— PROVIDED DATA —
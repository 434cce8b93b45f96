//! Effort points (EP), effort per hour (EPH) and race time prediction
//!
//! EP folds climbing into distance: every 100 m of gain counts as one extra
//! kilometre. EPH is EP covered per hour and works as a terrain-neutral speed.
//! Race prediction runs the other way, turning a course and an EPH into a
//! finishing time, with descents costing half as much as climbs.
//!
//! Advanced EPH scales a measured EPH by the route's terrain, by altitude above
//! 2000 m and, for ultra races longer than two hours, by a fatigue factor that
//! decays with the logarithm of the time on feet.

use rust_decimal::prelude::*;
use rust_decimal::Decimal;
use rust_decimal_macros::dec;
use serde::{Deserialize, Serialize};
use tracing::debug;

use crate::error::CalculationError;

/// Metres of climbing worth one flat kilometre
pub const CLIMB_COEFFICIENT: Decimal = dec!(100);

/// Metres of descent worth one flat kilometre
pub const DESCENT_COEFFICIENT: Decimal = dec!(200);

/// Effort points for a distance and elevation gain
pub fn effort_points(distance_km: Decimal, gain_m: Decimal) -> Decimal {
    distance_km + gain_m / CLIMB_COEFFICIENT
}

/// Effort points per hour
pub fn effort_per_hour(effort_points: Decimal, hours: Decimal) -> Result<Decimal, CalculationError> {
    if hours <= dec!(0) {
        return Err(CalculationError::DivisionByZero {
            calculation: "effort per hour",
        });
    }
    Ok(effort_points / hours)
}

/// Altitude above which the gravity factor applies, in metres
pub const ALTITUDE_THRESHOLD_M: Decimal = dec!(2000);

/// Hours after which ultra fatigue sets in
pub const FATIGUE_ONSET_HOURS: Decimal = dec!(2);

/// Lowest fatigue factor
pub const FATIGUE_FLOOR: Decimal = dec!(0.5);

/// Kind of route the effort is run on
#[derive(
    Debug, Clone, Copy, PartialEq, Eq, Hash, Default, Serialize, Deserialize, clap::ValueEnum,
)]
#[serde(rename_all = "snake_case")]
pub enum RouteType {
    Road,
    #[default]
    FireTrail,
    Technical,
    Alpine,
}

impl RouteType {
    pub fn terrain_factor(&self) -> Decimal {
        match self {
            RouteType::Road => dec!(0.92),
            RouteType::FireTrail => dec!(1.0),
            RouteType::Technical => dec!(1.35),
            RouteType::Alpine => dec!(1.8),
        }
    }
}

/// Conditions an EPH is adjusted for
#[derive(Debug, Clone, Copy, PartialEq, Default, Serialize, Deserialize)]
pub struct EphConditions {
    pub route_type: RouteType,
    pub altitude_m: Decimal,
    pub ultra: bool,
}

/// EPH after terrain, altitude and fatigue adjustments
#[derive(Debug, Clone, Copy, PartialEq, Serialize, Deserialize)]
pub struct AdvancedEph {
    pub base_eph: Decimal,
    pub final_eph: Decimal,
    pub terrain_factor: Decimal,
    pub gravity_factor: Decimal,
    pub fatigue_factor: Decimal,
}

/// Altitude multiplier, `1 + altitude/10000` above 2000 m
pub fn gravity_factor(altitude_m: Decimal) -> Decimal {
    if altitude_m > ALTITUDE_THRESHOLD_M {
        dec!(1) + altitude_m / dec!(10000)
    } else {
        dec!(1)
    }
}

/// Fatigue multiplier `1 - log10(hours + 1) / 2`, floored at 0.5, for ultra
/// races beyond two hours
pub fn fatigue_factor(hours: Decimal, ultra: bool) -> Decimal {
    if !ultra || hours <= FATIGUE_ONSET_HOURS {
        return dec!(1);
    }

    let decay = (hours.to_f64().unwrap_or(f64::MAX) + 1.0).log10() / 2.0;
    Decimal::from_f64(1.0 - decay)
        .map(|f| f.round_dp(9))
        .unwrap_or(FATIGUE_FLOOR)
        .max(FATIGUE_FLOOR)
}

/// Adjust `base_eph`, measured over `hours`, for route, altitude and fatigue
pub fn advanced_eph(
    base_eph: Decimal,
    hours: Decimal,
    conditions: &EphConditions,
) -> Result<AdvancedEph, CalculationError> {
    if base_eph < dec!(0) {
        return Err(CalculationError::invalid("advanced eph", "base_eph", base_eph));
    }
    if hours <= dec!(0) {
        return Err(CalculationError::invalid("advanced eph", "hours", hours));
    }

    let terrain_factor = conditions.route_type.terrain_factor();
    let gravity_factor = gravity_factor(conditions.altitude_m);
    let fatigue_factor = fatigue_factor(hours, conditions.ultra);
    let final_eph = base_eph * terrain_factor * gravity_factor * fatigue_factor;

    debug!(
        %base_eph,
        %final_eph,
        route_type = ?conditions.route_type,
        "EPH adjusted"
    );

    Ok(AdvancedEph {
        base_eph,
        final_eph,
        terrain_factor,
        gravity_factor,
        fatigue_factor,
    })
}

/// A completed effort used as a reference
#[derive(Debug, Clone, Copy, PartialEq, Serialize, Deserialize)]
pub struct EffortRecord {
    pub distance_km: Decimal,
    pub gain_m: Decimal,
    pub hours: Decimal,
}

impl EffortRecord {
    pub fn effort_points(&self) -> Decimal {
        effort_points(self.distance_km, self.gain_m)
    }

    pub fn eph(&self) -> Result<Decimal, CalculationError> {
        if self.distance_km <= dec!(0) {
            return Err(CalculationError::invalid("effort per hour", "distance_km", self.distance_km));
        }
        effort_per_hour(self.effort_points(), self.hours)
    }
}

/// Hours a training run should take when run at the reference effort's EPH
pub fn estimate_training_time(
    reference: &EffortRecord,
    distance_km: Decimal,
    gain_m: Decimal,
) -> Result<Decimal, CalculationError> {
    if distance_km < dec!(0) {
        return Err(CalculationError::invalid("training time", "distance_km", distance_km));
    }
    let eph = reference.eph()?;
    if eph <= dec!(0) {
        return Err(CalculationError::DivisionByZero {
            calculation: "training time",
        });
    }

    Ok(effort_points(distance_km, gain_m) / eph)
}

/// Course being raced
#[derive(Debug, Clone, Copy, PartialEq, Serialize, Deserialize)]
pub struct RaceProfile {
    pub distance_km: Decimal,
    pub gain_m: Decimal,
    pub loss_m: Decimal,
}

/// A planned stop
#[derive(Debug, Clone, Copy, PartialEq, Serialize, Deserialize)]
pub struct AidStation {
    pub distance_km: Decimal,
    pub stop_minutes: Decimal,
}

/// Runner-specific adjustments to the baseline prediction
#[derive(Debug, Clone, PartialEq, Serialize, Deserialize)]
pub struct RaceStrategy {
    /// Climbing ability, 1.0 = average; higher climbs faster
    pub climbing_factor: Decimal,
    /// Descending ability, 1.0 = average; higher descends faster
    pub descending_factor: Decimal,
    pub aid_stations: Vec<AidStation>,
}

impl Default for RaceStrategy {
    fn default() -> Self {
        Self {
            climbing_factor: dec!(1),
            descending_factor: dec!(1),
            aid_stations: Vec::new(),
        }
    }
}

#[derive(Debug, Clone, Copy, PartialEq, Eq, Serialize, Deserialize)]
#[serde(rename_all = "snake_case")]
pub enum PredictionMode {
    /// Fixed climb/descent coefficients
    Standard,
    /// Coefficients scaled by the runner's climbing/descending factors
    Advanced,
    /// Standard coefficients plus aid-station stops
    AidStations,
}

#[derive(Debug, Clone, Copy, PartialEq, Serialize, Deserialize)]
pub struct RacePrediction {
    /// Flat-equivalent distance in effort kilometres
    pub equivalent_distance_km: Decimal,
    pub total_minutes: Decimal,
    pub mode: PredictionMode,
}

impl RacePrediction {
    pub fn total_hours(&self) -> Decimal {
        self.total_minutes / dec!(60)
    }
}

/// Predict a finishing time for `race` at the given EPH
pub fn predict_race(
    race: &RaceProfile,
    eph: Decimal,
    strategy: Option<&RaceStrategy>,
) -> Result<RacePrediction, CalculationError> {
    if race.distance_km <= dec!(0) {
        return Err(CalculationError::invalid("race prediction", "distance_km", race.distance_km));
    }
    if eph <= dec!(0) {
        return Err(CalculationError::invalid("race prediction", "eph", eph));
    }

    let minutes_per_effort_km = dec!(60) / eph;
    let mut mode = PredictionMode::Standard;
    let mut climb = CLIMB_COEFFICIENT;
    let mut descent = DESCENT_COEFFICIENT;
    let mut stop_minutes = dec!(0);

    if let Some(strategy) = strategy {
        if strategy.climbing_factor <= dec!(0) {
            return Err(CalculationError::invalid(
                "race prediction",
                "climbing_factor",
                strategy.climbing_factor,
            ));
        }
        if strategy.descending_factor <= dec!(0) {
            return Err(CalculationError::invalid(
                "race prediction",
                "descending_factor",
                strategy.descending_factor,
            ));
        }

        if strategy.climbing_factor != dec!(1) || strategy.descending_factor != dec!(1) {
            mode = PredictionMode::Advanced;
            climb *= strategy.climbing_factor;
            descent *= strategy.descending_factor;
        }

        let stations: Vec<&AidStation> = strategy
            .aid_stations
            .iter()
            .filter(|s| s.distance_km > dec!(0) && s.stop_minutes > dec!(0))
            .collect();
        if !stations.is_empty() {
            stop_minutes = stations.iter().map(|s| s.stop_minutes).sum();
            if mode == PredictionMode::Standard {
                mode = PredictionMode::AidStations;
            }
        }
    }

    let equivalent_distance_km = race.distance_km + race.gain_m / climb + race.loss_m / descent;
    let total_minutes = equivalent_distance_km * minutes_per_effort_km + stop_minutes;

    debug!(
        %equivalent_distance_km,
        %total_minutes,
        ?mode,
        "Race predicted"
    );

    Ok(RacePrediction {
        equivalent_distance_km,
        total_minutes,
        mode,
    })
}

#[cfg(test)]
mod tests {
    use super::*;

    fn course() -> RaceProfile {
        RaceProfile {
            distance_km: dec!(50),
            gain_m: dec!(3000),
            loss_m: dec!(3000),
        }
    }

    #[test]
    fn test_effort_points() {
        assert_eq!(effort_points(dec!(21), dec!(1200)), dec!(33));
        assert_eq!(effort_per_hour(dec!(33), dec!(3)).unwrap(), dec!(11));
        assert!(effort_per_hour(dec!(33), dec!(0)).is_err());
    }

    #[test]
    fn test_terrain_factors() {
        let plain = advanced_eph(dec!(10), dec!(1), &EphConditions::default()).unwrap();
        assert_eq!(plain.final_eph, dec!(10));

        let road = EphConditions {
            route_type: RouteType::Road,
            ..EphConditions::default()
        };
        assert_eq!(advanced_eph(dec!(10), dec!(1), &road).unwrap().final_eph, dec!(9.2));

        let alpine = EphConditions {
            route_type: RouteType::Alpine,
            ..EphConditions::default()
        };
        assert_eq!(advanced_eph(dec!(10), dec!(1), &alpine).unwrap().final_eph, dec!(18));
    }

    #[test]
    fn test_gravity_only_above_threshold() {
        assert_eq!(gravity_factor(dec!(2000)), dec!(1));
        assert_eq!(gravity_factor(dec!(3000)), dec!(1.3));
        assert_eq!(gravity_factor(dec!(-50)), dec!(1));
    }

    #[test]
    fn test_ultra_fatigue() {
        assert_eq!(fatigue_factor(dec!(9), false), dec!(1));
        assert_eq!(fatigue_factor(dec!(2), true), dec!(1));
        // log10(10) = 1
        assert_eq!(fatigue_factor(dec!(9), true), dec!(0.5));
        // Floored once log10(hours + 1) passes 1
        assert_eq!(fatigue_factor(dec!(30), true), FATIGUE_FLOOR);

        let three_hours = fatigue_factor(dec!(3), true);
        assert!((three_hours - dec!(0.69897)).abs() < dec!(0.00001));
    }

    #[test]
    fn test_combined_adjustment() {
        let conditions = EphConditions {
            route_type: RouteType::Technical,
            altitude_m: dec!(3000),
            ultra: true,
        };
        let eph = advanced_eph(dec!(10), dec!(3), &conditions).unwrap();

        assert_eq!(eph.terrain_factor, dec!(1.35));
        assert_eq!(eph.gravity_factor, dec!(1.3));
        assert!((eph.final_eph - dec!(12.2669)).abs() < dec!(0.001));
        assert!(advanced_eph(dec!(10), dec!(0), &conditions).is_err());
    }

    #[test]
    fn test_training_time_from_reference() {
        let reference = EffortRecord {
            distance_km: dec!(21),
            gain_m: dec!(1200),
            hours: dec!(3),
        };
        assert_eq!(reference.eph().unwrap(), dec!(11));

        let hours = estimate_training_time(&reference, dec!(10), dec!(100)).unwrap();
        assert_eq!(hours, dec!(1));
    }

    #[test]
    fn test_standard_prediction() {
        let prediction = predict_race(&course(), dec!(8), None).unwrap();

        // 50 + 30 + 15 effort km at 7.5 min each
        assert_eq!(prediction.equivalent_distance_km, dec!(95));
        assert_eq!(prediction.total_minutes, dec!(712.5));
        assert_eq!(prediction.mode, PredictionMode::Standard);
        assert_eq!(prediction.total_hours(), dec!(11.875));
    }

    #[test]
    fn test_strategy_modes() {
        let neutral = RaceStrategy::default();
        let prediction = predict_race(&course(), dec!(8), Some(&neutral)).unwrap();
        assert_eq!(prediction.mode, PredictionMode::Standard);

        let climber = RaceStrategy {
            climbing_factor: dec!(1.5),
            ..RaceStrategy::default()
        };
        let prediction = predict_race(&course(), dec!(8), Some(&climber)).unwrap();
        assert_eq!(prediction.mode, PredictionMode::Advanced);
        assert_eq!(prediction.equivalent_distance_km, dec!(85));

        let with_stops = RaceStrategy {
            aid_stations: vec![
                AidStation { distance_km: dec!(15), stop_minutes: dec!(5) },
                AidStation { distance_km: dec!(30), stop_minutes: dec!(10) },
                AidStation { distance_km: dec!(0), stop_minutes: dec!(60) },
            ],
            ..RaceStrategy::default()
        };
        let prediction = predict_race(&course(), dec!(8), Some(&with_stops)).unwrap();
        assert_eq!(prediction.mode, PredictionMode::AidStations);
        assert_eq!(prediction.total_minutes, dec!(727.5));
    }

    #[test]
    fn test_prediction_rejects_bad_input() {
        assert!(predict_race(&course(), dec!(0), None).is_err());
        let flat = RaceProfile {
            distance_km: dec!(0),
            gain_m: dec!(0),
            loss_m: dec!(0),
        };
        assert!(predict_race(&flat, dec!(8), None).is_err());

        let broken = RaceStrategy {
            descending_factor: dec!(0),
            ..RaceStrategy::default()
        };
        assert!(predict_race(&course(), dec!(8), Some(&broken)).is_err());
    }
}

— WHAT THE EXERCISE ASKS —
Check every line above for the string "RacePrediction", and copy the ones that have it.

— ANSWER FOR THIS EXERCISE —
pub struct RacePrediction {
impl RacePrediction {
) -> Result<RacePrediction, CalculationError> {
    Ok(RacePrediction {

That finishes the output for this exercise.